Print exactly the lines below between the line holding "filename crates/keyforge-relief/src/lib.rs" and the line holding "use keyforge_mesh::TriangleMesh;", inclusive, and nothing more.

━━━━━━━━━━━━━━━━━━━━

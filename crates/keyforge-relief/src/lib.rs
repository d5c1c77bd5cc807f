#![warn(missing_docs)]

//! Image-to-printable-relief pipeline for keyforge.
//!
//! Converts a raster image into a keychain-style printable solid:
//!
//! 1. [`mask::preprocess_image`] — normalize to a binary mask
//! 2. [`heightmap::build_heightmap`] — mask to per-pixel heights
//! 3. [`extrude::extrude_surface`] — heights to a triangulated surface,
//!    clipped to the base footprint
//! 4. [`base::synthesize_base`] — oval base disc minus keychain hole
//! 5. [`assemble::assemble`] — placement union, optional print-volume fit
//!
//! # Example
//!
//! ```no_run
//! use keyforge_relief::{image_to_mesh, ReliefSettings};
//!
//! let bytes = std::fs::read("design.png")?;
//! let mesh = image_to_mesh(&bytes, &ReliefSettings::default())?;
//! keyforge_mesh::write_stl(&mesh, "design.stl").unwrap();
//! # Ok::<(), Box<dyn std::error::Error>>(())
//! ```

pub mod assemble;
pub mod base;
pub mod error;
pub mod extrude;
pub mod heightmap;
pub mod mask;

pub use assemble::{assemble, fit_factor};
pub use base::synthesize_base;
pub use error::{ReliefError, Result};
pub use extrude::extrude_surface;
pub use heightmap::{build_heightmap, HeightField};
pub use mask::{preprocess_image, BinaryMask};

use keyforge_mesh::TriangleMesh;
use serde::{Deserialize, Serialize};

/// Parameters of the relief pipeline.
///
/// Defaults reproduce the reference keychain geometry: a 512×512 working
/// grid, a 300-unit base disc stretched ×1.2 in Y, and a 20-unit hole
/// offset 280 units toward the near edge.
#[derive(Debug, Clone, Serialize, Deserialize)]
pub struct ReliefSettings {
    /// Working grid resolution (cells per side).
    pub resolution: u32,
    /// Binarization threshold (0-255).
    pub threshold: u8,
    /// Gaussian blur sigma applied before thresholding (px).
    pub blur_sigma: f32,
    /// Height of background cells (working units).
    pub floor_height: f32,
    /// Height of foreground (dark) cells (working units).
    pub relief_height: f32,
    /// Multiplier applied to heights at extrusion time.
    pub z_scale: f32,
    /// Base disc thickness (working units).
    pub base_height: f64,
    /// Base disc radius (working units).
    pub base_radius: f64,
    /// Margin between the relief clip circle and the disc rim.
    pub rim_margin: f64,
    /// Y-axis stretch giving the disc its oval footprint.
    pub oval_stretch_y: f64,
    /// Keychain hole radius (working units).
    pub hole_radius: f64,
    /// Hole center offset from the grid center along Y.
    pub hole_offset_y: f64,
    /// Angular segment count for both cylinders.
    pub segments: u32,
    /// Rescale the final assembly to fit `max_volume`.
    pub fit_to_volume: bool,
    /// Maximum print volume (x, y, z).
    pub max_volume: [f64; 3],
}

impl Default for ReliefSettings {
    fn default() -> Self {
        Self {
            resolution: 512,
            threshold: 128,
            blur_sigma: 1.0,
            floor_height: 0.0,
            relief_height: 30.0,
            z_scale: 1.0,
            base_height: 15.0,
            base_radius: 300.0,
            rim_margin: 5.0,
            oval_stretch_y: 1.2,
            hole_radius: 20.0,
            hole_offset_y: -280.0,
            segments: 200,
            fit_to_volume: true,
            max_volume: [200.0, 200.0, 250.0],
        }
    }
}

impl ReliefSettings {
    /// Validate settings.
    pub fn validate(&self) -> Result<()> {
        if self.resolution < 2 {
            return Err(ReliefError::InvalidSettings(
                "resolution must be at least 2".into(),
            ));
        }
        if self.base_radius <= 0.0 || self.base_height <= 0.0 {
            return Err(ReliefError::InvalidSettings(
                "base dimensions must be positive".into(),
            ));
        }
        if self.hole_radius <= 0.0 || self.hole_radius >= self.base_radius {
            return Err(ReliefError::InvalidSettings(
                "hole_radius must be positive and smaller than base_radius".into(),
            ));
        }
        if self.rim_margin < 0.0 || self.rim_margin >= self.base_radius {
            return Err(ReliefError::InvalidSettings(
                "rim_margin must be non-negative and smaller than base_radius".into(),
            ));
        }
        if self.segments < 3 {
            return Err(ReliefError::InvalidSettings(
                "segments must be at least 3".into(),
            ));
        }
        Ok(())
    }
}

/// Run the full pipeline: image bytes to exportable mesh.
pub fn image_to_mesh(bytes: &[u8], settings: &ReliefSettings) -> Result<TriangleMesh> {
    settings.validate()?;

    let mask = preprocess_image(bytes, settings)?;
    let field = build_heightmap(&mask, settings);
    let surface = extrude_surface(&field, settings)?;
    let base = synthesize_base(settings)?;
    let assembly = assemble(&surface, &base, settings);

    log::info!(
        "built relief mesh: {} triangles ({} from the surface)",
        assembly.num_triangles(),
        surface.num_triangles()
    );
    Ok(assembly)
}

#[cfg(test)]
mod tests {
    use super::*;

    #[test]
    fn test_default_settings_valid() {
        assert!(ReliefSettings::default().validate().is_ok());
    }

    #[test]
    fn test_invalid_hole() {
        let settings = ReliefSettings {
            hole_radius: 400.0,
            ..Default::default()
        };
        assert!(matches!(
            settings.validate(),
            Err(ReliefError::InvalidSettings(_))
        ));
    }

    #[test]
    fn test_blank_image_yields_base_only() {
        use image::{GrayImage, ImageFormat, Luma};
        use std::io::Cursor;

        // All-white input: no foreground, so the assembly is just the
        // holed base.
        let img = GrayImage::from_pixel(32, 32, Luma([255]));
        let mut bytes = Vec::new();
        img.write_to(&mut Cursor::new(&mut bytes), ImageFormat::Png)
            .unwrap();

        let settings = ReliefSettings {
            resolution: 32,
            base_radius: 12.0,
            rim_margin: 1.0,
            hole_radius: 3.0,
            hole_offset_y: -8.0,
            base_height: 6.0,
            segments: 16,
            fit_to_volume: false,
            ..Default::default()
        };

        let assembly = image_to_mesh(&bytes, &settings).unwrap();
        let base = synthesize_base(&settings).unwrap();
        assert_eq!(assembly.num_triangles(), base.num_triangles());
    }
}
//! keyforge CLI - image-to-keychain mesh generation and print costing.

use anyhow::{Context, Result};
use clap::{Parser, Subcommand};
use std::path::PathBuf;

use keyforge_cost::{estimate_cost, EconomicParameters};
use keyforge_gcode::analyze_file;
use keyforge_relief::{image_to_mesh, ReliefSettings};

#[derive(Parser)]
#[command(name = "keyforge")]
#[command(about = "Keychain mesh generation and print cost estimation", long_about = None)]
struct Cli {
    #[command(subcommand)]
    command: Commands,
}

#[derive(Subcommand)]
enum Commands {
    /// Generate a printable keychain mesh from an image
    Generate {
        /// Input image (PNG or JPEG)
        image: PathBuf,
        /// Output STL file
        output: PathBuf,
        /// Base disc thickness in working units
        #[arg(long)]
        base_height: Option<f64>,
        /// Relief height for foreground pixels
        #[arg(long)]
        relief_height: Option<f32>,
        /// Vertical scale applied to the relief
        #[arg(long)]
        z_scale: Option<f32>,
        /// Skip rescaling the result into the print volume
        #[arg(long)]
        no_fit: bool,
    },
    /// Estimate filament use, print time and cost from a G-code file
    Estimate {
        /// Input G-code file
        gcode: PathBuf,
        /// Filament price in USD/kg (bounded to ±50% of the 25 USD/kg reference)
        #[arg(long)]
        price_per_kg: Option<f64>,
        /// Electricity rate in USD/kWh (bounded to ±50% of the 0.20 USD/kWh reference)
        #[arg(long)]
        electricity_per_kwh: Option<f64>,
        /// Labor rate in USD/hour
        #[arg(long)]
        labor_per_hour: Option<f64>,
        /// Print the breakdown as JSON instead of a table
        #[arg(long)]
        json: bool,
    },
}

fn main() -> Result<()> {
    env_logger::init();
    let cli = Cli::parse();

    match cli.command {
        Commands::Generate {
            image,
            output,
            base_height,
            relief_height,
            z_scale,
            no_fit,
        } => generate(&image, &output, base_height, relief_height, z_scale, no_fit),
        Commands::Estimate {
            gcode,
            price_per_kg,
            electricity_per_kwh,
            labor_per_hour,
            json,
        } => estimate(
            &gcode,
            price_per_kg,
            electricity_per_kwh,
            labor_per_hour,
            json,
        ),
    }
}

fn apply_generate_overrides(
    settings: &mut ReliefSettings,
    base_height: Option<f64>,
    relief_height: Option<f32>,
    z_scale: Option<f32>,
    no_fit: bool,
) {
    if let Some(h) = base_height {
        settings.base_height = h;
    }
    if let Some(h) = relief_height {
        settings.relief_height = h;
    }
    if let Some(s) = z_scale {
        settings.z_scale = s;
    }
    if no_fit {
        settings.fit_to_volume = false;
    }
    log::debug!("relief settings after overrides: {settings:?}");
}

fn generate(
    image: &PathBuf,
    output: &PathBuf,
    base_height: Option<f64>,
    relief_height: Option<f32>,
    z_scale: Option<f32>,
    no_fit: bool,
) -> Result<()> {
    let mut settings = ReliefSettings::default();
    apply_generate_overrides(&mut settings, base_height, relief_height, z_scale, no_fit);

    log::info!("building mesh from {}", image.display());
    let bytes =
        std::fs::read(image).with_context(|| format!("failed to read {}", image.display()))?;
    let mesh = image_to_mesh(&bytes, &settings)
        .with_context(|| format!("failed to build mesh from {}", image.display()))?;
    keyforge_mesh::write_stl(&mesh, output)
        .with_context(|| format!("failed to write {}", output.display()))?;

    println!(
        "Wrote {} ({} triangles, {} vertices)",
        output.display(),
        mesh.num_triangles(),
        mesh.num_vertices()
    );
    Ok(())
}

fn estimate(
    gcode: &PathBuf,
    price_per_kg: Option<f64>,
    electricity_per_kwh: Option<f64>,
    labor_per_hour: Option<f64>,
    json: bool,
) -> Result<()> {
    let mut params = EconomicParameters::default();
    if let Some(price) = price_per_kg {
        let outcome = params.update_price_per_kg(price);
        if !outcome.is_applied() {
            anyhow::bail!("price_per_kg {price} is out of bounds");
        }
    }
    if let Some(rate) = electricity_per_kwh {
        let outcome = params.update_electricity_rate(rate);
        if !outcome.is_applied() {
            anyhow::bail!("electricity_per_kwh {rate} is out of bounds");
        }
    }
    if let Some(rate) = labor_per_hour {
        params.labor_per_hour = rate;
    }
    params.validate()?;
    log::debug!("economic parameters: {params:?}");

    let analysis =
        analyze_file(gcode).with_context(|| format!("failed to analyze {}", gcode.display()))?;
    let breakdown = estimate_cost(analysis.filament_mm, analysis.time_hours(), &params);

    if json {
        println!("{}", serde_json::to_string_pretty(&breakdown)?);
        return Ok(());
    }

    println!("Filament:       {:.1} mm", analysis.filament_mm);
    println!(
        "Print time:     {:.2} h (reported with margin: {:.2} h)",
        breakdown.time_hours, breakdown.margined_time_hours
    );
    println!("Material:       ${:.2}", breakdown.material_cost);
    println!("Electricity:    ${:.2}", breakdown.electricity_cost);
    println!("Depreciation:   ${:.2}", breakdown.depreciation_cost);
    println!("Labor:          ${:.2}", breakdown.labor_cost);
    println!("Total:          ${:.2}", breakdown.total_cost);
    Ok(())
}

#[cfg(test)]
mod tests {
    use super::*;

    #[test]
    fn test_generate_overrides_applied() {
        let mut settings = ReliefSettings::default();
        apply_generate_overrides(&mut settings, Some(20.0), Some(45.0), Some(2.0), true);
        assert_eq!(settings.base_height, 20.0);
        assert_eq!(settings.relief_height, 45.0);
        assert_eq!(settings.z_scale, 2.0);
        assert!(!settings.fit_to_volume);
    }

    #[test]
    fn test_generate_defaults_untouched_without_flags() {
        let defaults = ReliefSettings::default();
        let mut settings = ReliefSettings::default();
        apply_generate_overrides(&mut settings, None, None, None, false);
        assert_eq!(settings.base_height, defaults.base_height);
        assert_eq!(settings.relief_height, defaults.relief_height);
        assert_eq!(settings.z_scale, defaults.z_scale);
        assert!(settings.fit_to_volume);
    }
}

━━━━━━━━━━━━━━━━━━━━

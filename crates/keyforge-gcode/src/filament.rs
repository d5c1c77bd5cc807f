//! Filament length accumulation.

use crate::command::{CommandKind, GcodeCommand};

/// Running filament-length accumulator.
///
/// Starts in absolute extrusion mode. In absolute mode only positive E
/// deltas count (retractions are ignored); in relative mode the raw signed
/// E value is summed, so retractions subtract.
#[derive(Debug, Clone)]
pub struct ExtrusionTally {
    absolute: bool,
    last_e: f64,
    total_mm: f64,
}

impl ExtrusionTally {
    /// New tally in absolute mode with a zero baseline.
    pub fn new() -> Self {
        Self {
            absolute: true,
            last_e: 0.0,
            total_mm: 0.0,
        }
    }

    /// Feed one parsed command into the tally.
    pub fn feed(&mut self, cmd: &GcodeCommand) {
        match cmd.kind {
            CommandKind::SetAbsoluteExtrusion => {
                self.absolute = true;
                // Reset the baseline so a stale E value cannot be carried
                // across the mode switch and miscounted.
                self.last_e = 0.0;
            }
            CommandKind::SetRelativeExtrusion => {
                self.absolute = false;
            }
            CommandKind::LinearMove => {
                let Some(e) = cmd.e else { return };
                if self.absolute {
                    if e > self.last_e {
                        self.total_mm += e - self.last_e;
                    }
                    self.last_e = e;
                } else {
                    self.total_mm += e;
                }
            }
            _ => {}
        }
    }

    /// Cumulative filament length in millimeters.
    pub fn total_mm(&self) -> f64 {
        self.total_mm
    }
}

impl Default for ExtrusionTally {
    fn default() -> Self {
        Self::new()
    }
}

━━━━━━━━━━━━━━━━━━━━

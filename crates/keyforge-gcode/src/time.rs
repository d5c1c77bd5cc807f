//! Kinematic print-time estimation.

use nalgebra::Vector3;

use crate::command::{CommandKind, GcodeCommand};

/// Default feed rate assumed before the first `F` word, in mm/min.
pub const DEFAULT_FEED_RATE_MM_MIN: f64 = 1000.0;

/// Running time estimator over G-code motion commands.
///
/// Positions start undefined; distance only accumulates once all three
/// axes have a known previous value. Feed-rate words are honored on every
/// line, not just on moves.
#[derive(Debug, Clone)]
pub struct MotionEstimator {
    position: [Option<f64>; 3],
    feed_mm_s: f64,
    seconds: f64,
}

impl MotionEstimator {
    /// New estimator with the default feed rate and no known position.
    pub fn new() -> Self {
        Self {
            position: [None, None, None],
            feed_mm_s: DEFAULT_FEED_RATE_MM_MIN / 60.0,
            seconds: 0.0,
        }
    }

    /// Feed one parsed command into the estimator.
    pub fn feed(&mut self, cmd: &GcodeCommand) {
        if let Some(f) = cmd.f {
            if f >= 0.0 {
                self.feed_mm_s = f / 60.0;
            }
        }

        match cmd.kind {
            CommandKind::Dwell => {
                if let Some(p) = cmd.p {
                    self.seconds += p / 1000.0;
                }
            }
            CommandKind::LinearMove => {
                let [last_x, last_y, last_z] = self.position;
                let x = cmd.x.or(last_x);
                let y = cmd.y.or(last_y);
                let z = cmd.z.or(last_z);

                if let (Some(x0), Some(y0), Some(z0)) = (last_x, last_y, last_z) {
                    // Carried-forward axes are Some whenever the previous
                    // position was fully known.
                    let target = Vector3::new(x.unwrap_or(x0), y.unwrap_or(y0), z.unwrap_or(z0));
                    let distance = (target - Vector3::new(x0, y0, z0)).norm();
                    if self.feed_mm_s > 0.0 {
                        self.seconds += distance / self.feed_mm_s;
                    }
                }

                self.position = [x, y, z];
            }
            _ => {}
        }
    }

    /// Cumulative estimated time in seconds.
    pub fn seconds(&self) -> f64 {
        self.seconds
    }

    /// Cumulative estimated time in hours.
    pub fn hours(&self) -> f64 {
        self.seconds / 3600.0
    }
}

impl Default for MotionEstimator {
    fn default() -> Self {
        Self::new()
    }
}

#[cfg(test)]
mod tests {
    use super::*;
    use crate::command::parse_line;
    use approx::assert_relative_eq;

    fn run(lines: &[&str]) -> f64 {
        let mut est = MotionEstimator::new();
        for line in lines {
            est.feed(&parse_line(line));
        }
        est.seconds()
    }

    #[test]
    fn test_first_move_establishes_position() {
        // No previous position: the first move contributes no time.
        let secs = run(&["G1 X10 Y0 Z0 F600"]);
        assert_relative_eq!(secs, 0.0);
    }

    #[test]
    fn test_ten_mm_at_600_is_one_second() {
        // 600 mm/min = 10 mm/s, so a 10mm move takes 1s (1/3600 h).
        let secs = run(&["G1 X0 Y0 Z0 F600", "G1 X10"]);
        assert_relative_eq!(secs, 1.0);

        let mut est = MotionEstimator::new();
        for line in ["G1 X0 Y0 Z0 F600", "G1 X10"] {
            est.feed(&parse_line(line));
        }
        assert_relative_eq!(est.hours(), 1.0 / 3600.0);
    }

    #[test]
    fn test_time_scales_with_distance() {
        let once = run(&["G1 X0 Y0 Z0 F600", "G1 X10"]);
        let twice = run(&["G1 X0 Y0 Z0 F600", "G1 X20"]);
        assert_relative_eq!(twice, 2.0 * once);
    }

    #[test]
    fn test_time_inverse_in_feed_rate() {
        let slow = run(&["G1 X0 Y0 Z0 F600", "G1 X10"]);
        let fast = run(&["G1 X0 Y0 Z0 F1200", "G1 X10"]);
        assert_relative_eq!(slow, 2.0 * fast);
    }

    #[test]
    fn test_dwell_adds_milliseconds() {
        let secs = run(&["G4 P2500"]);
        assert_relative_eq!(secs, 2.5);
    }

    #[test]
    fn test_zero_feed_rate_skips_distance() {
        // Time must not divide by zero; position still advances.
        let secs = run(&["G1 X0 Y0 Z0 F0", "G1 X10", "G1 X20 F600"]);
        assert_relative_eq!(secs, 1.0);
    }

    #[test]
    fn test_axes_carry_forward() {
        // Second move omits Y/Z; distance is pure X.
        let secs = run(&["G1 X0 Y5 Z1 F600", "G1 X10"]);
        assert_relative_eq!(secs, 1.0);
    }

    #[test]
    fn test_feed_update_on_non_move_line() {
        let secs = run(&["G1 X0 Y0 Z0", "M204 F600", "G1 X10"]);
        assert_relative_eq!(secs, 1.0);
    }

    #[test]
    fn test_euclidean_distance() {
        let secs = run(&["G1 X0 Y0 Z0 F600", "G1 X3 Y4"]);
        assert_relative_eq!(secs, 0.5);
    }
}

━━━━━━━━━━━━━━━━━━━━

### Expected answer
filename crates/keyforge-relief/src/lib.rs
repository d5c1c77bd5cc807f
#![warn(missing_docs)]

//! Image-to-printable-relief pipeline for keyforge.
//!
//! Converts a raster image into a keychain-style printable solid:
//!
//! 1. [`mask::preprocess_image`] — normalize to a binary mask
//! 2. [`heightmap::build_heightmap`] — mask to per-pixel heights
//! 3. [`extrude::extrude_surface`] — heights to a triangulated surface,
//!    clipped to the base footprint
//! 4. [`base::synthesize_base`] — oval base disc minus keychain hole
//! 5. [`assemble::assemble`] — placement union, optional print-volume fit
//!
//! # Example
//!
//! ```no_run
//! use keyforge_relief::{image_to_mesh, ReliefSettings};
//!
//! let bytes = std::fs::read("design.png")?;
//! let mesh = image_to_mesh(&bytes, &ReliefSettings::default())?;
//! keyforge_mesh::write_stl(&mesh, "design.stl").unwrap();
//! # Ok::<(), Box<dyn std::error::Error>>(())
//! ```

pub mod assemble;
pub mod base;
pub mod error;
pub mod extrude;
pub mod heightmap;
pub mod mask;

pub use assemble::{assemble, fit_factor};
pub use base::synthesize_base;
pub use error::{ReliefError, Result};
pub use extrude::extrude_surface;
pub use heightmap::{build_heightmap, HeightField};
pub use mask::{preprocess_image, BinaryMask};

use keyforge_mesh::TriangleMesh;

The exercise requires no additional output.